La rebelión puso al desnudo el autoritarismo cubano

Cuba atraviesa una crisis que amenaza con evolucionar hacia la emergencia sanitaria y alimentaria. Esa es la conclusión a la que se llega a través de los informes en torno de la protesta multitudinaria de estos días, que conmueve a un régimen como nunca había ocurrido en los 62 años transcurridos desde la revolución.

A pesar de la mitificada "medicina cubana", y de la solidez del sistema educativo, la isla sigue siendo absolutamente dependiente en materia tecnológica, carece de insumos industriales propios y ni siquiera es capaz de autoabastecerse de alimentos básicos. Las exportaciones de azúcar han declinado y el gobierno de La Habana no está en condiciones de pagar las importaciones de China o Rusia. El acuerdo político y económico desarrollado entre Fidel Castro y Hugo Chávez hace dos décadas ya no da resultado. Venezuela perdió su capacidad de exportar petróleo y pagar a precio de oro las prestaciones de médicos y enfermeros cubanos.

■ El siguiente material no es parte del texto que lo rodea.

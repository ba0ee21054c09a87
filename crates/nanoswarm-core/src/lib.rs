//! Core types and error definitions for nanoswarm.
//!
//! This crate provides the foundational types shared across all nanoswarm
//! crates: error handling, conversation messages, tool calls, the closed
//! role sets of the three hierarchy tiers, and the task/result records that
//! flow between them.
//!
//! # Main types
//!
//! - [`SwarmError`] — Unified error enum for all nanoswarm subsystems.
//! - [`SwarmResult`] — Convenience alias for `Result<T, SwarmError>`.
//! - [`Message`] — A single message within a worker conversation.
//! - [`ToolCall`] — A model-initiated tool invocation request.
//! - [`AgentRole`] — Queen, domain lead or specialist.
//! - [`Task`] / [`TaskResult`] — One unit of work and its outcome.
//! - [`AgentStatus`] — Worker lifecycle state machine.

/// Error enum and result alias.
pub mod error;
/// Conversation messages.
pub mod message;
/// Roles for each hierarchy tier.
pub mod role;
/// Tasks, results and worker status.
pub mod task;
/// Truncation helpers.
pub mod text;
/// Tool-call records.
pub mod tool;

pub use error::{SwarmError, SwarmResult};
pub use message::{Message, Role};
pub use role::{AgentRole, DomainRole, SpecialistRole, Tier};
pub use task::{
    AgentStatus, Task, TaskResult, TokenUsage, CONTEXT_DEP_RESULTS, CONTEXT_HISTORY,
    DEFAULT_PRIORITY,
};
pub use text::{preview, truncate_with_marker};
pub use tool::{parse_arguments, ToolCall};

Las duras medidas adoptadas por Donald Trump bloquearon el ingreso de dólares de los exiliados en Florida, con lo cual la economía de la isla se resintió aún más. Además, llegó la pandemia, que cerró las puertas al turismo. El PBI cubano se derrumbó un 11% en 2020. La caída continúa este año y las perspectivas de recuperación son sombrías.

La movilización de estos días fue muy fuerte e insinúa que el declive de los populismos amenaza también al sueño castrista. Quienes se movilizan son ciudadanos comunes, muchos de ellos artistas e intelectuales, que reclaman acceso a bienes elementales, salud y calidad de vida. Y, por supuesto, libertad.

Pero para el régimen que hoy encabeza Miguel Díaz Canel, un burócrata formado en la ortodoxia del comunismo arcaico, la idea de libertad tiene un sentido diferente. Es libertad para apoyar al gobierno. La protesta se le aparece como una "maniobra del imperialismo", al que desafió con una retórica característica de la Guerra Fría, apenas antes de reconocer que la crisis económica interna es muy grave.

Por primera vez, una movilización popular levanta en Cuba una consigna que va a la médula del sistema: "Patria y Vida", que es lo contrario de "Patria o Muerte", el dogma revolucionario, que aún fascina a la difusa izquierda latinoamericana. Los manifestantes proclaman "abajo la revolución".

Mientras que el Alto Comisionado de la ONU por los Derechos Humanos y Amnesty International reclamaban por los actos de represión, la reacción del gobierno de Díaz Canel fue la típica de los autoritarismos: detenciones a granel, convocatoria a la militancia oficialista para que combata a los manifestantes, bloqueo a la información, a internet y a todas las redes sociales.

Los movimientos de izquierda niegan la extrema pobreza de muchos cubanos y simplifican el fracaso de la revolución acusando al bloqueo de los Estados Unidos. Cuba es un caso muy particular dentro de la historia de los movimientos de izquierda. La revolución creó un sistema disciplinado de pobreza compartida, sin derecho a la disidencia, que garantizó la alfabetización, pero censuró la lectura y la información, fue incapaz de generar un sistema productivo eficiente y dependió, siempre, de la Unión Soviética, del turismo, del petróleo venezolano o de las remesas que enviaban los exiliados en Miami.

Esta crisis es simultánea con el colapso de otras dos revoluciones: las de Venezuela y Nicaragua, convertidas en dictaduras decadentes, fascistas y sostenidas por el poder de las armas.

El Gobierno argentino mantiene con la isla un compromiso político e ideológico explícito. Por eso, el presidente Alberto Fernández prefirió decir que "no sabe qué pasa en Cuba". Es obvio que sí sabe qué pasa, como sabe también qué pasa en el resto de los países, solo que por razones políticas prefiere criticar a Colombia e Israel e ignorar los atropellos que cometen sus aliados.

Eso también responde a una visión anacrónica del mundo. Cuba, como Venezuela y Nicaragua son autoritarismos sin capacidad de gestión económica ni contención social. La Argentina, desde hace dos décadas, parece empeñada en imi tar ese modelo y seguir por ese ca mino.